Write down exactly the lines of the records below, beginning with the first and ending with the line that includes "let problems = verify_setup(&config, &settings);".

## Dataset items
- - -

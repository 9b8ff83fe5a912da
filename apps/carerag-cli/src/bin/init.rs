use std::{env, time::Duration};

use carerag_cli::{init_tracing, verify_setup, SMOKE_CONTEXT_LENGTH, SMOKE_MAX_RESULTS, SMOKE_QUERIES};
use carerag_core::config::Config;
use carerag_retriever::Retriever;
use indicatif::{ProgressBar, ProgressStyle};

fn main() -> anyhow::Result<()> {
    let _ = dotenvy::dotenv();
    init_tracing();

    let args: Vec<String> = env::args().skip(1).collect();
    let mut rebuild = false;
    for arg in &args {
        match arg.as_str() {
            "--rebuild" | "-r" => rebuild = true,
            "--help" | "-h" => {
                println!("Usage: carerag-init [--rebuild]");
                return Ok(());
            }
            other => {
                eprintln!("Error: unknown argument '{}'", other);
                std::process::exit(2);
            }
        }
    }

    println!("Mental Health Support - knowledge base initialization");
    println!("{}", "=".repeat(60));

    let config = Config::load().map_err(|e| { eprintln!("Error loading config: {}", e); e })?;
    let settings = config.settings()?;

    println!("🔍 Verifying setup...");
    let problems = verify_setup(&config, &settings);
    if !problems.is_empty() {
        for p in &problems { println!("   ❌ {}", p); }
        println!("\nPlease fix the setup issues and try again.");
        std::process::exit(1);
    }
    println!("✅ Setup verification passed");

    if let Err(e) = build(&config, rebuild || settings.knowledge.rebuild_on_start) {
        println!("❌ Error initializing knowledge base: {:#}", e);
        println!("\nPlease ensure you have:");
        println!("1. Set OPENAI_API_KEY in the environment or a .env file (or select the hash embedding provider)");
        println!("2. A readable counselor directory at the configured knowledge.counselors_path");
        std::process::exit(1);
    }

    println!("\n✨ Ready to help students with mental health support!");
    Ok(())
}

fn build(config: &Config, rebuild: bool) -> anyhow::Result<()> {
    let retriever = Retriever::from_config(config)?.with_rebuild_on_start(rebuild);

    let pb = ProgressBar::new_spinner();
    pb.set_style(ProgressStyle::default_spinner().template("{spinner:.green} [{elapsed_precise}] {msg}")?);
    pb.enable_steady_tick(Duration::from_millis(120));
    pb.set_message("Loading mental health knowledge base...");
    let restored = retriever.init();
    pb.finish_with_message(if restored { "✅ Knowledge base restored from snapshot" } else { "✅ Knowledge base built" });

    let stats = retriever.get_stats();
    println!("📊 Statistics:");
    println!("   - Total documents: {}", stats.total_documents);
    println!("   - Vector dimension: {}", stats.dimension);
    println!("   - Index size: {}", stats.index_size);
    if !stats.metadata_keys.is_empty() {
        println!("   - Metadata categories: {}", stats.metadata_keys.join(", "));
    }
    if stats.total_documents == 0 {
        anyhow::bail!("no knowledge could be embedded; check the embedding provider");
    }

    println!("\n🧪 Testing retrieval system...");
    for query in SMOKE_QUERIES {
        println!("\n   Query: '{}'", query);
        let context = retriever.retrieve_knowledge(query, SMOKE_MAX_RESULTS, SMOKE_CONTEXT_LENGTH);
        if context.is_empty() {
            println!("    No context retrieved");
        } else {
            println!("    Retrieved context ({} characters)", context.chars().count());
        }
    }

    println!("\n💾 Saving knowledge base to disk...");
    retriever.save_knowledge_base()?;
    println!("\nRAG system initialization complete!");
    Ok(())
}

- - -

## EXPECTED ANSWER
repository 9b8ff83fe5a912da
filename apps/carerag-cli/src/bin/init.rs
use std::{env, time::Duration};

use carerag_cli::{init_tracing, verify_setup, SMOKE_CONTEXT_LENGTH, SMOKE_MAX_RESULTS, SMOKE_QUERIES};
use carerag_core::config::Config;
use carerag_retriever::Retriever;
use indicatif::{ProgressBar, ProgressStyle};

fn main() -> anyhow::Result<()> {
    let _ = dotenvy::dotenv();
    init_tracing();

    let args: Vec<String> = env::args().skip(1).collect();
    let mut rebuild = false;
    for arg in &args {
        match arg.as_str() {
            "--rebuild" | "-r" => rebuild = true,
            "--help" | "-h" => {
                println!("Usage: carerag-init [--rebuild]");
                return Ok(());
            }
            other => {
                eprintln!("Error: unknown argument '{}'", other);
                std::process::exit(2);
            }
        }
    }

    println!("Mental Health Support - knowledge base initialization");
    println!("{}", "=".repeat(60));

    let config = Config::load().map_err(|e| { eprintln!("Error loading config: {}", e); e })?;
    let settings = config.settings()?;

    println!("🔍 Verifying setup...");
    let problems = verify_setup(&config, &settings);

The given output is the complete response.